Mac App Store apps ‘damaged’ following security certificate bug
Thu 12 Nov 2015
Complaints have been firing in against Apple after users were required to delete and re-install Mac App Store apps following a major security management error.
Overnight Mac users experienced trouble when using apps bought or downloaded from the App Store, after the security certificate Apple uses as an anti-piracy measure expired. Five years after the certificate’s creation, the tech giant had not prepared an immediate alternative.
The apps became temporarily unavailable and displayed a “damaged” error message from 10pm (UK) on Wednesday night. Having fixed the error shortly after, with an updated certificate – extending the expiry date to April 2035 – users continued to face problems with their apps.

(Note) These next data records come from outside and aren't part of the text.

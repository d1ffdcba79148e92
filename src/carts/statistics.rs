use chrono::{Duration, Utc};
use rust_decimal::Decimal;
use serde::Deserialize;
use std::sync::Arc;
use utoipa::ToSchema;

use crate::carts::store::CartStore;
use crate::carts::{CartError, CartStatistics};

/// Lookback window accepted by the statistics endpoint
#[derive(Debug, Clone, Copy, PartialEq, Eq, Default, Deserialize, ToSchema)]
#[serde(rename_all = "lowercase")]
pub enum StatsRange {
    #[default]
    Day,
    Week,
    Month,
}

impl StatsRange {
    pub fn window(&self) -> Duration {
        match self {
            StatsRange::Day => Duration::hours(24),
            StatsRange::Week => Duration::days(7),
            StatsRange::Month => Duration::days(30),
        }
    }
}

impl std::str::FromStr for StatsRange {
    type Err = String;

    fn from_str(s: &str) -> Result<Self, Self::Err> {
        match s {
            "day" => Ok(StatsRange::Day),
            "week" => Ok(StatsRange::Week),
            "month" => Ok(StatsRange::Month),
            _ => Err(format!("Invalid statistics range: {}", s)),
        }
    }
}

/// Read-only cart analytics
#[derive(Clone)]
pub struct StatisticsAggregator {
    store: Arc<dyn CartStore>,
}

impl StatisticsAggregator {
    pub fn new(store: Arc<dyn CartStore>) -> Self {
        Self { store }
    }

    /// Counts and average total of carts created within `window` of now
    pub async fn collect(&self, window: Duration) -> Result<CartStatistics, CartError> {
        let since = Utc::now() - window;
        tracing::debug!("Aggregating cart statistics since {}", since);

        let row = self.store.aggregate_statistics(since).await?;

        let average_cart_value = if row.total_carts > 0 {
            row.total_value / Decimal::from(row.total_carts)
        } else {
            Decimal::ZERO
        };

        Ok(CartStatistics {
            total_carts: row.total_carts,
            active_carts: row.active_carts,
            abandoned_carts: row.abandoned_carts,
            processing_carts: row.processing_carts,
            completed_carts: row.completed_carts,
            average_cart_value,
        })
    }
}
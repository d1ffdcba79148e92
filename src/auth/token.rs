// JWT validation service

use crate::auth::error::AuthError;
use jsonwebtoken::{decode, errors::ErrorKind, Algorithm, DecodingKey, Validation};
use serde::{Deserialize, Serialize};

/// JWT claims structure
#[derive(Debug, Serialize, Deserialize)]
pub struct Claims {
    pub sub: String, // user id
    pub exp: i64,    // expiration timestamp
}

/// Token service for JWT verification.
/// Tokens are issued elsewhere; this service only checks them.
pub struct TokenService {
    decoding_key: DecodingKey,
    validation: Validation,
}

impl TokenService {
    /// Create a new TokenService with the shared HMAC secret
    pub fn new(secret: &str) -> Self {
        Self {
            decoding_key: DecodingKey::from_secret(secret.as_bytes()),
            validation: Validation::new(Algorithm::HS256),
        }
    }

    /// Validate a bearer token and return its claims
    pub fn validate(&self, token: &str) -> Result<Claims, AuthError> {
        let claims = decode::<Claims>(token, &self.decoding_key, &self.validation)
            .map(|data| data.claims)
            .map_err(|e| match e.kind() {
                ErrorKind::ExpiredSignature => AuthError::ExpiredToken,
                _ => AuthError::InvalidToken,
            })?;

        if claims.sub.trim().is_empty() {
            return Err(AuthError::InvalidToken);
        }
        Ok(claims)
    }
}

#[cfg(test)]
pub(crate) fn sign_for_tests(secret: &str, subject: &str, ttl_seconds: i64) -> String {
    use jsonwebtoken::{encode, EncodingKey, Header};

    let claims = Claims {
        sub: subject.to_string(),
        exp: chrono::Utc::now().timestamp() + ttl_seconds,
    };
    encode(
        &Header::new(Algorithm::HS256),
        &claims,
        &EncodingKey::from_secret(secret.as_bytes()),
    )
    .unwrap()
}
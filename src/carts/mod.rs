pub mod availability;
pub mod coupon;
pub mod error;
pub mod handlers;
pub mod merge;
pub mod models;
pub mod pricing;
pub mod repository;
pub mod service;
pub mod statistics;
pub mod status_machine;
pub mod store;
pub mod sweeper;

pub use availability::{AvailabilityError, HttpProductClient, ProductAvailability, StockTable};
pub use coupon::{CouponError, CouponResolver, FlatPercentageCoupons};
pub use error::*;
pub use handlers::*;
pub use merge::merge_items;
pub use models::*;
pub use pricing::*;
pub use repository::PgCartStore;
pub use service::*;
pub use statistics::*;
pub use status_machine::*;
pub use store::{CartStore, InMemoryCartStore, StatisticsRow, StoreError};
pub use sweeper::*;
use async_trait::async_trait;
use chrono::{DateTime, Utc};
use rust_decimal::Decimal;
use sqlx::types::Json;
use sqlx::{FromRow, PgPool};
use std::collections::HashMap;
use uuid::Uuid;

use crate::carts::store::{CartStore, StatisticsRow, StoreError};
use crate::carts::{Cart, CartItem, CartStatus, Coupon, MERGED_AT_KEY, MERGED_TO_KEY};

/// Row shape of the `carts` table
#[derive(Debug, FromRow)]
struct CartRow {
    id: Uuid,
    owner_id: Option<String>,
    status: String,
    items: Json<Vec<CartItem>>,
    coupon: Option<Json<Coupon>>,
    subtotal: Decimal,
    discount_amount: Decimal,
    tax_amount: Decimal,
    shipping_cost: Decimal,
    total_amount: Decimal,
    metadata: Json<HashMap<String, String>>,
    version: i64,
    created_at: DateTime<Utc>,
    updated_at: DateTime<Utc>,
    expires_at: DateTime<Utc>,
}

impl TryFrom<CartRow> for Cart {
    type Error = StoreError;

    fn try_from(row: CartRow) -> Result<Self, Self::Error> {
        let status = row
            .status
            .parse::<CartStatus>()
            .map_err(|e| StoreError::Corrupt(format!("cart {}: {}", row.id, e)))?;

        Ok(Cart {
            id: row.id,
            owner_id: row.owner_id,
            status,
            items: row.items.0,
            coupon: row.coupon.map(|coupon| coupon.0),
            subtotal: row.subtotal,
            discount_amount: row.discount_amount,
            tax_amount: row.tax_amount,
            shipping_cost: row.shipping_cost,
            total_amount: row.total_amount,
            metadata: row.metadata.0,
            version: row.version,
            created_at: row.created_at,
            updated_at: row.updated_at,
            expires_at: row.expires_at,
        })
    }
}

#[derive(Debug, FromRow)]
struct StatisticsRecord {
    total_carts: i64,
    active_carts: i64,
    abandoned_carts: i64,
    processing_carts: i64,
    completed_carts: i64,
    total_value: Decimal,
}

/// Cart store backed by a single Postgres table with JSONB line items
#[derive(Clone)]
pub struct PgCartStore {
    pool: PgPool,
}

impl PgCartStore {
    /// Create a new PgCartStore
    pub fn new(pool: PgPool) -> Self {
        Self { pool }
    }
}

#[async_trait]
impl CartStore for PgCartStore {
    async fn insert(&self, cart: &Cart) -> Result<(), StoreError> {
        sqlx::query(
            r#"
            INSERT INTO carts (
                id, owner_id, status, items, coupon, subtotal, discount_amount, tax_amount,
                shipping_cost, total_amount, metadata, version, created_at, updated_at, expires_at
            )
            VALUES ($1, $2, $3, $4, $5, $6, $7, $8, $9, $10, $11, $12, $13, $14, $15)
            "#
        )
        .bind(cart.id)
        .bind(cart.owner_id.as_deref())
        .bind(cart.status.as_str())
        .bind(Json(&cart.items))
        .bind(cart.coupon.as_ref().map(Json))
        .bind(cart.subtotal)
        .bind(cart.discount_amount)
        .bind(cart.tax_amount)
        .bind(cart.shipping_cost)
        .bind(cart.total_amount)
        .bind(Json(&cart.metadata))
        .bind(cart.version)
        .bind(cart.created_at)
        .bind(cart.updated_at)
        .bind(cart.expires_at)
        .execute(&self.pool)
        .await?;

        Ok(())
    }

    async fn find_by_id(&self, id: Uuid) -> Result<Option<Cart>, StoreError> {
        let row = sqlx::query_as::<_, CartRow>(
            r#"
            SELECT id, owner_id, status, items, coupon, subtotal, discount_amount, tax_amount,
                   shipping_cost, total_amount, metadata, version, created_at, updated_at, expires_at
            FROM carts
            WHERE id = $1
            "#
        )
        .bind(id)
        .fetch_optional(&self.pool)
        .await?;

        row.map(Cart::try_from).transpose()
    }

    async fn find_active_by_owner(&self, owner_id: &str) -> Result<Option<Cart>, StoreError> {
        let row = sqlx::query_as::<_, CartRow>(
            r#"
            SELECT id, owner_id, status, items, coupon, subtotal, discount_amount, tax_amount,
                   shipping_cost, total_amount, metadata, version, created_at, updated_at, expires_at
            FROM carts
            WHERE owner_id = $1 AND status = 'active'
            ORDER BY updated_at DESC
            LIMIT 1
            "#
        )
        .bind(owner_id)
        .fetch_optional(&self.pool)
        .await?;

        row.map(Cart::try_from).transpose()
    }

    async fn replace_if_version(&self, cart: &Cart, expected_version: i64) -> Result<Option<Cart>, StoreError> {
        let row = sqlx::query_as::<_, CartRow>(
            r#"
            UPDATE carts
            SET owner_id = $2, status = $3, items = $4, coupon = $5, subtotal = $6,
                discount_amount = $7, tax_amount = $8, shipping_cost = $9, total_amount = $10,
                metadata = $11, updated_at = $12, expires_at = $13, version = version + 1
            WHERE id = $1 AND version = $14
            RETURNING id, owner_id, status, items, coupon, subtotal, discount_amount, tax_amount,
                      shipping_cost, total_amount, metadata, version, created_at, updated_at, expires_at
            "#
        )
        .bind(cart.id)
        .bind(cart.owner_id.as_deref())
        .bind(cart.status.as_str())
        .bind(Json(&cart.items))
        .bind(cart.coupon.as_ref().map(Json))
        .bind(cart.subtotal)
        .bind(cart.discount_amount)
        .bind(cart.tax_amount)
        .bind(cart.shipping_cost)
        .bind(cart.total_amount)
        .bind(Json(&cart.metadata))
        .bind(cart.updated_at)
        .bind(cart.expires_at)
        .bind(expected_version)
        .fetch_optional(&self.pool)
        .await?;

        row.map(Cart::try_from).transpose()
    }

    async fn retire_merged(
        &self,
        source_id: Uuid,
        expected_version: i64,
        target_id: Uuid,
        at: DateTime<Utc>,
    ) -> Result<bool, StoreError> {
        let result = sqlx::query(
            r#"
            UPDATE carts
            SET status = 'completed',
                metadata = metadata || jsonb_build_object($2::text, $3::text, $4::text, $5::text),
                updated_at = $6,
                version = version + 1
            WHERE id = $1 AND version = $7 AND status IN ('active', 'abandoned')
            "#
        )
        .bind(source_id)
        .bind(MERGED_TO_KEY)
        .bind(target_id.to_string())
        .bind(MERGED_AT_KEY)
        .bind(at.to_rfc3339())
        .bind(at)
        .bind(expected_version)
        .execute(&self.pool)
        .await?;

        Ok(result.rows_affected() > 0)
    }

    async fn mark_abandoned(&self, cutoff: DateTime<Utc>) -> Result<u64, StoreError> {
        let result = sqlx::query(
            r#"
            UPDATE carts
            SET status = 'abandoned', version = version + 1
            WHERE status = 'active' AND updated_at < $1
            "#
        )
        .bind(cutoff)
        .execute(&self.pool)
        .await?;

        Ok(result.rows_affected())
    }

    async fn aggregate_statistics(&self, since: DateTime<Utc>) -> Result<StatisticsRow, StoreError> {
        let record = sqlx::query_as::<_, StatisticsRecord>(
            r#"
            SELECT
                COUNT(*) AS total_carts,
                COUNT(*) FILTER (WHERE status = 'active') AS active_carts,
                COUNT(*) FILTER (WHERE status = 'abandoned') AS abandoned_carts,
                COUNT(*) FILTER (WHERE status = 'processing') AS processing_carts,
                COUNT(*) FILTER (WHERE status = 'completed') AS completed_carts,
                COALESCE(SUM(total_amount), 0) AS total_value
            FROM carts
            WHERE created_at >= $1
            "#
        )
        .bind(since)
        .fetch_one(&self.pool)
        .await?;

        Ok(StatisticsRow {
            total_carts: record.total_carts,
            active_carts: record.active_carts,
            abandoned_carts: record.abandoned_carts,
            processing_carts: record.processing_carts,
            completed_carts: record.completed_carts,
            total_value: record.total_value,
        })
    }

    async fn purge_expired(&self, now: DateTime<Utc>) -> Result<u64, StoreError> {
        let result = sqlx::query("DELETE FROM carts WHERE expires_at < $1")
            .bind(now)
            .execute(&self.pool)
            .await?;

        Ok(result.rows_affected())
    }
}
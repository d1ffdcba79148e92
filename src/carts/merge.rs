use std::collections::HashMap;

use crate::carts::CartItem;

/// Fold `source` lines into `target`.
///
/// Lines sharing a product id have their quantities summed on the target line;
/// other source lines are appended unchanged, keeping their id, `added_at` and
/// metadata. Target order is preserved and appended lines follow source order.
///
/// Returns the offending product id if a summed quantity would overflow.
pub fn merge_items(target: &mut Vec<CartItem>, source: &[CartItem]) -> Result<(), String> {
    let mut positions: HashMap<String, usize> = target
        .iter()
        .enumerate()
        .map(|(index, item)| (item.product_id.clone(), index))
        .collect();

    for item in source {
        match positions.get(&item.product_id) {
            Some(&index) => {
                let line = &mut target[index];
                line.quantity = line
                    .quantity
                    .checked_add(item.quantity)
                    .ok_or_else(|| item.product_id.clone())?;
            }
            None => {
                positions.insert(item.product_id.clone(), target.len());
                target.push(item.clone());
            }
        }
    }

    Ok(())
}
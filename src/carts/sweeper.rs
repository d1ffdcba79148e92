// Abandonment sweeper
//
// Periodic batch job: demotes stale active carts to abandoned in one bulk
// update, then removes carts whose expiry has passed.

use chrono::{DateTime, Duration, Utc};
use std::sync::Arc;
use tokio::task::JoinHandle;
use tokio::time::{interval_at, timeout, Instant, MissedTickBehavior};

use crate::carts::store::{CartStore, StoreError};

#[derive(Debug, Clone)]
pub struct SweeperSettings {
    pub interval: std::time::Duration,
    /// Active carts idle longer than this become abandoned
    pub abandon_after: Duration,
    pub run_timeout: std::time::Duration,
}

impl Default for SweeperSettings {
    fn default() -> Self {
        Self {
            interval: std::time::Duration::from_secs(60 * 60),
            abandon_after: Duration::hours(24),
            run_timeout: std::time::Duration::from_secs(30),
        }
    }
}

/// What a single sweep changed
#[derive(Debug, Clone, Copy, Default, PartialEq, Eq)]
pub struct SweepReport {
    pub abandoned: u64,
    pub purged: u64,
}

#[derive(Clone)]
pub struct AbandonmentSweeper {
    store: Arc<dyn CartStore>,
    settings: SweeperSettings,
}

impl AbandonmentSweeper {
    pub fn new(store: Arc<dyn CartStore>, settings: SweeperSettings) -> Self {
        Self { store, settings }
    }

    /// One sweep as of `now`.
    ///
    /// Only `active` carts are demoted and their expiry is left alone.
    pub async fn run_once(&self, now: DateTime<Utc>) -> Result<SweepReport, StoreError> {
        let cutoff = now - self.settings.abandon_after;
        let abandoned = self.store.mark_abandoned(cutoff).await?;
        let purged = self.store.purge_expired(now).await?;

        Ok(SweepReport { abandoned, purged })
    }

    /// Run forever on the configured interval. The first sweep happens one
    /// interval after start.
    pub fn spawn(self) -> JoinHandle<()> {
        tokio::spawn(async move {
            let period = self.settings.interval;
            let mut ticker = interval_at(Instant::now() + period, period);
            ticker.set_missed_tick_behavior(MissedTickBehavior::Delay);

            tracing::info!(
                "Abandonment sweeper started (interval {:?}, threshold {})",
                period,
                self.settings.abandon_after
            );

            loop {
                ticker.tick().await;

                match timeout(self.settings.run_timeout, self.run_once(Utc::now())).await {
                    Ok(Ok(report)) => tracing::info!(
                        "Sweep finished: {} carts abandoned, {} expired carts purged",
                        report.abandoned,
                        report.purged
                    ),
                    Ok(Err(e)) => tracing::error!("Sweep failed: {}", e),
                    Err(_) => tracing::error!(
                        "Sweep timed out after {:?}",
                        self.settings.run_timeout
                    ),
                }
            }
        })
    }
}
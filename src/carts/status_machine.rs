use crate::carts::CartStatus;

/// Service for managing cart status transitions
pub struct StatusMachine;

impl StatusMachine {
    /// Check if a status transition is valid
    ///
    /// # Valid Transitions
    /// - Active → Active (content mutation), Abandoned (sweep), Processing (checkout),
    ///   Completed (merged away)
    /// - Abandoned → Active (shopper returns), Processing, Completed
    /// - Processing, Completed → nothing; settlement happens outside this service
    pub fn is_valid_transition(from: CartStatus, to: CartStatus) -> bool {
        match (from, to) {
            (CartStatus::Active, _) => true,

            (CartStatus::Abandoned, CartStatus::Active) => true,
            (CartStatus::Abandoned, CartStatus::Processing) => true,
            (CartStatus::Abandoned, CartStatus::Completed) => true,

            (CartStatus::Processing, _) => false,
            (CartStatus::Completed, _) => false,

            _ => false,
        }
    }

    /// Attempt to transition from one status to another
    ///
    /// Returns `Ok(to)` if the transition is valid, `Err(message)` otherwise
    pub fn transition(from: CartStatus, to: CartStatus) -> Result<CartStatus, String> {
        if Self::is_valid_transition(from, to) {
            Ok(to)
        } else {
            Err(format!("Invalid cart status transition from {} to {}", from, to))
        }
    }

    /// Whether items, coupon or totals may still change in this status
    pub fn accepts_changes(status: CartStatus) -> bool {
        Self::is_valid_transition(status, CartStatus::Active)
    }
}

#[cfg(test)]
mod tests {
    use super::*;

    #[test]
    fn test_active_to_processing() {
        assert!(StatusMachine::is_valid_transition(
            CartStatus::Active,
            CartStatus::Processing
        ));
    }

    #[test]
    fn test_active_to_abandoned() {
        assert!(StatusMachine::is_valid_transition(
            CartStatus::Active,
            CartStatus::Abandoned
        ));
    }

    #[test]
    fn test_abandoned_revives() {
        assert!(StatusMachine::is_valid_transition(
            CartStatus::Abandoned,
            CartStatus::Active
        ));
    }

    #[test]
    fn test_abandoned_cannot_be_abandoned_again() {
        assert!(!StatusMachine::is_valid_transition(
            CartStatus::Abandoned,
            CartStatus::Abandoned
        ));
    }

    #[test]
    fn test_processing_to_active() {
        assert!(!StatusMachine::is_valid_transition(
            CartStatus::Processing,
            CartStatus::Active
        ));
    }

    #[test]
    fn test_processing_to_processing() {
        assert!(!StatusMachine::is_valid_transition(
            CartStatus::Processing,
            CartStatus::Processing
        ));
    }

    #[test]
    fn test_completed_to_active() {
        assert!(!StatusMachine::is_valid_transition(
            CartStatus::Completed,
            CartStatus::Active
        ));
    }

    #[test]
    fn test_transition_invalid_message() {
        let result = StatusMachine::transition(CartStatus::Completed, CartStatus::Processing);
        assert!(result.unwrap_err().contains("completed to processing"));
    }

    #[test]
    fn test_accepts_changes() {
        assert!(StatusMachine::accepts_changes(CartStatus::Active));
        assert!(StatusMachine::accepts_changes(CartStatus::Abandoned));
        assert!(!StatusMachine::accepts_changes(CartStatus::Processing));
        assert!(!StatusMachine::accepts_changes(CartStatus::Completed));
    }
}

#[cfg(test)]
mod property_tests {
    use super::*;
    use proptest::prelude::*;

    fn cart_status_strategy() -> impl Strategy<Value = CartStatus> {
        prop_oneof![
            Just(CartStatus::Active),
            Just(CartStatus::Abandoned),
            Just(CartStatus::Processing),
            Just(CartStatus::Completed),
        ]
    }

    /// Processing and completed are terminal
    #[test]
    fn prop_terminal_states_have_no_exit() {
        proptest!(|(to in cart_status_strategy())| {
            prop_assert!(!StatusMachine::is_valid_transition(CartStatus::Processing, to));
            prop_assert!(!StatusMachine::is_valid_transition(CartStatus::Completed, to));
        });
    }

    /// transition() agrees with is_valid_transition()
    #[test]
    fn prop_transition_consistency() {
        proptest!(|(from in cart_status_strategy(), to in cart_status_strategy())| {
            let is_valid = StatusMachine::is_valid_transition(from, to);
            let result = StatusMachine::transition(from, to);
            prop_assert_eq!(is_valid, result.is_ok());
            if let Ok(next) = result {
                prop_assert_eq!(next, to);
            }
        });
    }
}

Not able to connect to the internet, some users could not verify the new certificate. Others, who had forgotten their login details, were unable to use the downloaded apps until they were successfully logged in.
Some users whose Mac apps were completely broken, had to delete and reinstall each programme that they had downloaded from the App Store.
The cause of the app bug was first reported by Mac and iOS software developer Paul Haddad. He uncovered the expiry date for the authentication certification on Wednesday night. Haddad also speculated that the receipts now using SHA256 encryption could be the source of the problem with older OS X versions.
However, the issue also appears in OS X El Capitan, which Haddad believed could mean that multiple Mac App Store apps contacting Apple’s servers at the same time could be provoking a “self inflicted DDoS on Apple’s receipt generation service.”
It is still unclear which apps the issue is affecting, with users reporting either a glitch across a range of software, while others only report issues with a single app. Popular apps such as 1Password, Acorn, Byword, Call of Duty and Tweetbot were among those taken down.
The App Store issues security certificates to keep track on the correct purchase of its apps, as well as to ensure that malicious software is kept at bay. The iPhone maker is yet to provide comment on the security mishap.